Hold on. You have 2 more years to get your degree, then "a few years of programming... games" after that. Why are you asking NOW what you'll have to do THEN to become a game designer? Why not wait until you've done those things? We have no magic crystal ball to look in, that'll tell us what to tell you is going to happen then. "Your wife, Crystal, will bump into another game guy's wife, Mariah, at the hairdresser's. Mariah will suggest that the two couples meet for dinner. Whatever you do, do NOT make that comment about Mariah's hubby's baldness! He'll offer you a job as a game designer at his company, but not if you wisecrack about how his skull reminds you of a crystal ball!"

>I have a half finished Anthropology degree and I'm also racking up some credits that will be transferrable into a Project Management Masters, will either of those really help?

Oh, geez, young Jedi. I repeat: we don't got no magic crystal balls. How about you read my FAQs 49, 50, and 51 - they're at http://www.sloperama.com/advice.html

>If so does the creative/Ivory Tower subject help more or should I pursue the more pragmatic management path?

Pursue the one you WANT to pursue! Read my FAQ 40.

>Finally, is there anything I'm overlooking?

Almost assuredly. What things are you NOT overlooking?

>But what now? If starting out as a programmer is a false start should I instead apply for some of the lesser designer titles you mentioned?

"If." Who told you starting as a programmer is a "false start"? Do you enjoy programming, are you good at it, does it not allow you to pursue your passions?
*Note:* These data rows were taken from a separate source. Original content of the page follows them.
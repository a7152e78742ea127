//! HTTP transport abstraction for tracker requests
//!
//! The tracker client only needs "send GET, receive status and body". This
//! trait lets the announce logic run against reqwest in production and an
//! in-memory stub in tests.

use anyhow::Result;
use async_trait::async_trait;
use bytes::Bytes;
use std::time::Duration;
use tracing::{debug, error};

use crate::error::TorrentError;

/// Timeout applied to the whole tracker request
pub const HTTP_TIMEOUT: Duration = Duration::from_secs(30);

/// Raw HTTP response
#[derive(Debug, Clone)]
pub struct HttpResponse {
    pub status: u16,
    pub body: Bytes,
}

impl HttpResponse {
    pub fn is_success(&self) -> bool {
        (200..300).contains(&self.status)
    }
}

/// Blocking request/response HTTP transport
#[async_trait]
pub trait HttpTransport: Send + Sync {
    /// Issue a GET request for a fully built URL
    async fn get(&self, url: &str) -> Result<HttpResponse>;
}

/// `HttpTransport` backed by a reqwest client
pub struct ReqwestTransport {
    client: reqwest::Client,
}

impl ReqwestTransport {
    pub fn new() -> Result<Self> {
        let client = reqwest::Client::builder()
            .timeout(HTTP_TIMEOUT)
            .build()
            .map_err(|e| {
                error!("Failed to build HTTP client: {}", e);
                TorrentError::from(e)
            })?;
        Ok(Self { client })
    }
}

#[async_trait]
impl HttpTransport for ReqwestTransport {
    async fn get(&self, url: &str) -> Result<HttpResponse> {
        debug!("GET {}", url);
        let response = self.client.get(url).send().await.map_err(TorrentError::from)?;
        let status = response.status().as_u16();
        let body = response.bytes().await.map_err(TorrentError::from)?;
        debug!("Tracker responded with status {} and {} bytes", status, body.len());
        Ok(HttpResponse { status, body })
    }
}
>I was under the impression that a designer position was considerably harder to break into if you're a recent graduate with no real industry experience,

You were under the correct impression.

>hence I figured starting out in larger market would be beneficial.

I got lost somewhere between the beginning of your sentence and the end of your sentence. Sorry. Just read those FAQs, then come on back. Young Jedi.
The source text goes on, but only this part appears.